Segment Start: RECORDS SHOWN

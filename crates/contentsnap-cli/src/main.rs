mod commands;

use clap::{Args, Parser, Subcommand};
use clap_complete::Shell;
use contentsnap_core::{
    GenerateOptions, ResolvePaths, DEFAULT_CATALOGUE, DEFAULT_DESTINATION, DEFAULT_MANIFEST,
    DEFAULT_OUTPUT,
};
use std::path::PathBuf;
use std::process::ExitCode;

#[derive(Debug, Parser)]
#[command(
    name = "contentsnap",
    version,
    about = "Resolve content snap versions against a library version catalogue"
)]
struct Cli {
    /// Output results as structured JSON.
    #[arg(long, default_value_t = false, global = true)]
    json: bool,

    /// Enable verbose (debug) logging output.
    #[arg(short, long, default_value_t = false, global = true)]
    verbose: bool,

    /// Enable trace-level logging (more detailed than --verbose).
    #[arg(long, default_value_t = false, global = true)]
    trace: bool,

    #[command(flatten)]
    resolve: ResolveArgs,

    #[command(subcommand)]
    command: Option<Commands>,
}

/// Positional arguments of the default (resolve) action.
#[derive(Debug, Args)]
struct ResolveArgs {
    /// Content snap manifest whose `version` fields name catalogue libraries.
    #[arg(default_value = DEFAULT_MANIFEST)]
    manifest: PathBuf,
    /// Version catalogue TOML with a `libraries` table.
    #[arg(default_value = DEFAULT_CATALOGUE)]
    catalogue: PathBuf,
    /// Where to write the resolved manifest.
    #[arg(default_value = DEFAULT_OUTPUT)]
    output: PathBuf,
}

impl From<ResolveArgs> for ResolvePaths {
    fn from(args: ResolveArgs) -> Self {
        Self {
            manifest: args.manifest,
            catalogue: args.catalogue,
            output: args.output,
        }
    }
}

#[derive(Debug, Subcommand)]
enum Commands {
    /// Generate content snap build directories from templates.
    Generate {
        /// Content snap manifest; its catalogue is read from `<stem>.versions.toml`.
        #[arg(short, long)]
        manifest: PathBuf,
        /// Generate snaps in this directory.
        #[arg(short, long, default_value = DEFAULT_DESTINATION)]
        destination: PathBuf,
        /// Directory with content snap templates.
        #[arg(short = 't', long = "template-directory")]
        templates: PathBuf,
    },
    /// Generate shell completions for bash, zsh, fish, elvish, or powershell.
    Completions {
        /// Shell to generate completions for.
        shell: Shell,
    },
    /// Generate man pages in the specified directory.
    ManPages {
        /// Output directory for man pages.
        #[arg(default_value = "man")]
        dir: PathBuf,
    },
}

fn main() -> ExitCode {
    let default_hook = std::panic::take_hook();
    std::panic::set_hook(Box::new(move |info| {
        let msg = info.to_string();
        if msg.contains("Broken pipe")
            || msg.contains("broken pipe")
            || msg.contains("os error 32")
            || msg.contains("failed printing to stdout")
        {
            std::process::exit(0);
        }
        default_hook(info);
    }));

    let cli = Cli::parse();

    let default_level = if cli.trace {
        "trace"
    } else if cli.verbose {
        "debug"
    } else {
        "warn"
    };
    tracing_subscriber::fmt()
        .with_env_filter(
            tracing_subscriber::EnvFilter::try_from_env("CONTENTSNAP_LOG")
                .unwrap_or_else(|_| tracing_subscriber::EnvFilter::new(default_level)),
        )
        .with_writer(std::io::stderr)
        .with_target(false)
        .without_time()
        .init();

    let json_output = cli.json;

    let result = match cli.command {
        None => commands::resolve::run(&cli.resolve.into(), json_output),
        Some(Commands::Generate {
            manifest,
            destination,
            templates,
        }) => commands::generate::run(
            &GenerateOptions {
                manifest,
                destination,
                templates,
            },
            json_output,
        ),
        Some(Commands::Completions { shell }) => commands::completions::run::<Cli>(shell),
        Some(Commands::ManPages { dir }) => commands::man_pages::run::<Cli>(&dir),
    };

    match result {
        Ok(code) => ExitCode::from(code),
        Err(msg) => {
            eprintln!("error: {msg}");
            ExitCode::from(commands::exit_code_for(&msg))
        }
    }
}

Segment End: RECORDS SHOWN

- AIM OF THE TASK
Each line in the records above with "ResolveArgs" must be returned.

- WRITTEN RESPONSE
    resolve: ResolveArgs,
struct ResolveArgs {
impl From<ResolveArgs> for ResolvePaths {
    fn from(args: ResolveArgs) -> Self {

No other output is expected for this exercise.